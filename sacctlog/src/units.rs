// Parsers for the memory and TRES strings found in sacct output.
//
// All memory conversions are base-10: K = 1e3 bytes, M = 1e6, G = 1e9,
// T = 1e12, and a megabyte is 1e6 bytes.  Missing units mean MB.  These
// parsers never fail; unusable input yields zero, matching the drop-don't-die
// posture of the row normalizer.

const BYTES_PER_MB: f64 = 1e6;

fn unit_bytes(unit: char) -> f64 {
    match unit {
        'K' => 1e3,
        'M' => 1e6,
        'G' => 1e9,
        'T' => 1e12,
        _ => 1e6,
    }
}

// <digits> with at most one '.', ending in a digit.  This is the shape a
// memory quantity must have for the unit suffix to apply; anything else falls
// back to a bare float parse.
fn is_simple_decimal(s: &str) -> bool {
    let mut seen_digit = false;
    let mut seen_dot = false;
    for c in s.chars() {
        if c.is_ascii_digit() {
            seen_digit = true;
        } else if c == '.' && !seen_dot {
            seen_dot = true;
        } else {
            return false;
        }
    }
    seen_digit && s.ends_with(|c: char| c.is_ascii_digit())
}

/// Convert a sacct memory string such as `1234K`, `400M`, `2G`, `1.5T` to MB.
/// A unitless value is already MB.  Empty or unparseable input yields 0.

pub fn parse_mem_to_mb(value: &str) -> f64 {
    let s = value.trim();
    if s.is_empty() {
        return 0.0;
    }
    let (num_part, unit) = match s.chars().last() {
        Some(c) if "KkMmGgTt".contains(c) => (&s[..s.len() - 1], c.to_ascii_uppercase()),
        _ => (s, 'M'),
    };
    if is_simple_decimal(num_part) {
        let num: f64 = num_part.parse().unwrap_or(0.0);
        return num * unit_bytes(unit) / BYTES_PER_MB;
    }
    // Not <number><unit>; accept a plain number (already MB).
    s.parse::<f64>().unwrap_or(0.0)
}

/// Parse the ReqMem field into total requested MB.
///
/// The trailing scope suffix is `c` (per CPU, multiply by `alloc_cpus`) or
/// `n` (per node, multiply by `nnodes`); no suffix means per node.  The value
/// portion may itself carry a K/M/G/T unit.  Negative CPU or node counts are
/// clamped to 0.

pub fn parse_reqmem(reqmem: &str, alloc_cpus: i64, nnodes: i64) -> f64 {
    let s = reqmem.trim();
    if s.is_empty() {
        return 0.0;
    }
    let (core, per_cpu) = match s.chars().last() {
        Some('c') | Some('C') => (&s[..s.len() - 1], true),
        Some('n') | Some('N') => (&s[..s.len() - 1], false),
        _ => (s, false),
    };
    let base_mb = parse_mem_to_mb(core);
    let factor = if per_cpu { alloc_cpus.max(0) } else { nnodes.max(0) };
    base_mb * factor as f64
}

/// Extract the total GPU count from an AllocTRES string by summing every
/// comma-separated token of the form `gres/gpu(:model)=<int>`.

pub fn parse_gpu_count(alloc_tres: &str) -> i64 {
    if alloc_tres.is_empty() {
        return 0;
    }
    let mut total = 0i64;
    for token in alloc_tres.split(',') {
        let rest = match token.find("gres/gpu") {
            Some(pos) => &token[pos + "gres/gpu".len()..],
            None => continue,
        };
        let after_eq = match rest.find('=') {
            Some(eq) => &rest[eq + 1..],
            None => continue,
        };
        let digits: &str = {
            let end = after_eq
                .find(|c: char| !c.is_ascii_digit())
                .unwrap_or(after_eq.len());
            &after_eq[..end]
        };
        if let Ok(v) = digits.parse::<i64>() {
            total += v;
        }
    }
    total
}

#[test]
fn test_parse_mem_to_mb() {
    assert_eq!(parse_mem_to_mb("1024K"), 1.024);
    assert_eq!(parse_mem_to_mb("1G"), 1000.0);
    assert_eq!(parse_mem_to_mb("1T"), 1_000_000.0);
    assert_eq!(parse_mem_to_mb("400M"), 400.0);
    assert_eq!(parse_mem_to_mb("1.5T"), 1_500_000.0);
    // No unit means MB.
    assert_eq!(parse_mem_to_mb("250"), 250.0);
    assert_eq!(parse_mem_to_mb(" 250 "), 250.0);
    // Empty and junk.
    assert_eq!(parse_mem_to_mb(""), 0.0);
    assert_eq!(parse_mem_to_mb("n/a"), 0.0);
    assert_eq!(parse_mem_to_mb("12x34M"), 0.0);
}

#[test]
fn test_parse_reqmem() {
    assert_eq!(parse_reqmem("4000Mc", 8, 1), 32000.0);
    assert_eq!(parse_reqmem("64Gn", 1, 2), 128000.0);
    // Missing suffix is per-node.
    assert_eq!(parse_reqmem("8G", 1, 2), 16000.0);
    // Negative factors clamp to zero.
    assert_eq!(parse_reqmem("4000Mc", -8, 1), 0.0);
    assert_eq!(parse_reqmem("64Gn", 1, -2), 0.0);
    assert_eq!(parse_reqmem("", 8, 2), 0.0);
}

#[test]
fn test_parse_gpu_count() {
    assert_eq!(parse_gpu_count("gres/gpu=4"), 4);
    assert_eq!(parse_gpu_count("gres/gpu:a100=2,gres/gpu=1"), 3);
    assert_eq!(parse_gpu_count("cpu=8,mem=32000M,gres/gpu=4"), 4);
    assert_eq!(parse_gpu_count("cpu=8,mem=32000M"), 0);
    assert_eq!(parse_gpu_count(""), 0);
    assert_eq!(parse_gpu_count("gres/gpu="), 0);
}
-.-.-
**WHAT IS REQUIRED:** Out of the material above, output word for word the line with "bare float parse.", the line with "let (num_part, unit)", and all lines between them, with nothing else.

**ANSWER TO THE PROBLEM:**
// back to a bare float parse.
fn is_simple_decimal(s: &str) -> bool {
    let mut seen_digit = false;
    let mut seen_dot = false;
    for c in s.chars() {
        if c.is_ascii_digit() {
            seen_digit = true;
        } else if c == '.' && !seen_dot {
            seen_dot = true;
        } else {
            return false;
        }
    }
    seen_digit && s.ends_with(|c: char| c.is_ascii_digit())
}

/// Convert a sacct memory string such as `1234K`, `400M`, `2G`, `1.5T` to MB.
/// A unitless value is already MB.  Empty or unparseable input yields 0.

pub fn parse_mem_to_mb(value: &str) -> f64 {
    let s = value.trim();
    if s.is_empty() {
        return 0.0;
    }
    let (num_part, unit) = match s.chars().last() {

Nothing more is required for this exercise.